Things at the Roadhog Roadhouse have been going as usual. Guys show up, guys drink, guys get in fights. It can be so bad, I hate to think of it, what ruffians do.
I just hear of it, since I don't go out there much, and I shake my head and inwardly wonder: Why is the heart of man so against his fellow man, especially when he's got a belly full of beer?
But I have to smile, since I know I have a man on the scene to handle these matters, the eruptions of one man against another. Of course that's the Pink Professor, who can't be there all the time, but when he is, things get straightened out real fast. He doesn't take any crap from any of them.
Gotta love him! And of course I do! Our relationship, you will recall, goes back now more than a year! And what a year! We met a year ago in September. And now September has come and gone again, October, too, and we're already into November. We've quit celebrating monthly anniversaries, which is usually the way it goes. Of course we weren't an item right away, but still once we became one we started looking back on those months as counting. Certainly they counted for the one year anniversary, because it wouldn't make a bit of sense to postdate something other than our first get-together of any kind.
Anyway, the P.P. is still on the job at the Roadhouse, bringing a softening influence to the otherwise coarse atmosphere of the place. Coarse is really the word I'd use, which is why most bikers' bars in recent years have taken the positive step of bringing a Pink Professor figure on board. Sometimes they're paid, sometimes they're just goodhearted volunteers, like my guy is. He likes to make a difference, that's one thing. And another, it makes his life more interesting than just teaching classes and grading essays all night.
He was telling me of the most recent craziness out there. Remember the 14-piece pool cue the one guy had? Well, now everyone has one. Which has an interesting benefit on the side: If someone gets in a fight before getting the damned thing assembled, it delays things enough so no real damage is done. Cross your fingers!
That happened the other night. Two guys got into it over something, something to do with one of the waitresses winking at them. They were at loggerheads, staring at each other with evil looks as they hastily assembled their cues. Then one hit on a brainchild, to take a whack at the other guy with his only half assembled, seven easy pieces. He took a swat, knocking a glass of beer across the room, and the other guy backed up.
They both saw the futility of fighting with just half a cue, so back they went, feverishly assembling them, but having a harder time, because the narrowest part of the cue is the trickiest to assemble, with the smaller threads. Now the other guy got ¾ the way done and came up swinging. The other guy dodged, because one of the pieces, not screwed in fully, flew across the room and broke a mirror, meaning seven years bad luck for someone.

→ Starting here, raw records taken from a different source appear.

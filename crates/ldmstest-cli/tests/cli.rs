use assert_cmd::Command;
use predicates::prelude::*;
use ldmstest_test_utils::{temp_file, SAMPLE_CLUSTER_SPEC, SAMPLE_LDMS_LS};

fn ldmstest() -> Command {
    let mut cmd = Command::cargo_bin("ldmstest").unwrap();
    cmd.env_remove("LDMSTEST_CONFIG").env_remove("RUST_LOG");
    cmd
}

#[test]
fn resolve_prints_concrete_spec() {
    let (_dir, path) = temp_file("cluster.json", SAMPLE_CLUSTER_SPEC);
    ldmstest()
        .arg("resolve")
        .arg(&path)
        .assert()
        .success()
        .stdout(predicate::str::contains("\"instance=node-2/meminfo\""))
        .stdout(predicate::str::contains("\"!extends\": \"compute-node\"").not());
}

#[test]
fn resolve_reports_undefined_variable() {
    let (_dir, path) = temp_file("bad.json", r#"{"nodes": [{"hostname": "%HOST%"}]}"#);
    ldmstest()
        .arg("resolve")
        .arg(&path)
        .assert()
        .code(4)
        .stderr(predicate::str::contains("undefined variable `%HOST%`"));
}

#[test]
fn parse_ls_from_stdin() {
    ldmstest()
        .arg("parse-ls")
        .write_stdin(SAMPLE_LDMS_LS)
        .assert()
        .success()
        .stdout(predicate::str::contains("node-1/meminfo: 6 metrics, schema meminfo, flags CL"))
        .stdout(predicate::str::contains("node-1/vmstat: 5 metrics"));
}

#[test]
fn parse_ls_rejects_bad_listing() {
    ldmstest()
        .arg("parse-ls")
        .write_stdin("D u64 orphan 1\n")
        .assert()
        .code(5);
}

#[test]
fn render_config_for_host() {
    let (_dir, path) = temp_file("cluster.json", SAMPLE_CLUSTER_SPEC);
    ldmstest()
        .args(["render-config", "--host", "node-1", "--ldmsd-version", "4.3.11"])
        .arg(&path)
        .assert()
        .success()
        .stdout(predicate::str::starts_with(
            "# ldmsd -x sock:10000 -a none -c /etc/ldmsd.conf",
        ))
        .stdout(predicate::str::contains("start name=meminfo interval=1000000 offset=0"));
}

#[test]
fn render_config_json() {
    let (_dir, path) = temp_file("cluster.json", SAMPLE_CLUSTER_SPEC);
    ldmstest()
        .args(["--format", "json", "render-config", "--host", "agg-1"])
        .arg(&path)
        .assert()
        .success()
        .stdout(predicate::str::contains("\"version\": \"4.100.0\""));
}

He went running for it, slipped on the beer that had spilled, and fell on his butt. To make a long story short, he feigned injury while unscrewing a chair leg. He came up like a pack of bears spilling out of their den, with the biggest gaping maw anyone remembered seeing, chair leg in hand, right when the Pink Professor entered the room. Then both men stood there ... silent ... ashamed ... immediately convicted of the error of their ways.
This is the power of one great man! The guy with the chair leg tried to hand it to the Pink Professor, who just shook his head. "I don't need to take it from you. You know where it goes," was all he had to say, and the guy picked up the chair and reattached it. The other guy had stopped in mid-assembly of his cue. The Pink Professor, instead of disarming him, went over and helped him get it together. "You have to baby the last few pieces," he said cheerfully. He knew they guy wouldn't fight now. And that's what happened.
He brought the two combatants together and had them shake hands, which is always an important gesture in putting past grievances behind us. Once you've shaken hands with a man, you can't bear a grudge. It's a physical and mental impossibility. You're immediately one in heart and mind. Their hands joined, the P.P. put both his hands on top, as if to bless their sacred union, then withdrew. Each man looked eye to eye at the other, their big grins confessing they should've been friends all along. Then with gentleness they broke their grip, and went on to grip, each one, another beer, each treating the other and splitting the cost of the Pink Professor's next drink.
To me, that's beautiful. That they would treat each other to a beer and split the cost of the Pink Professor's next drink.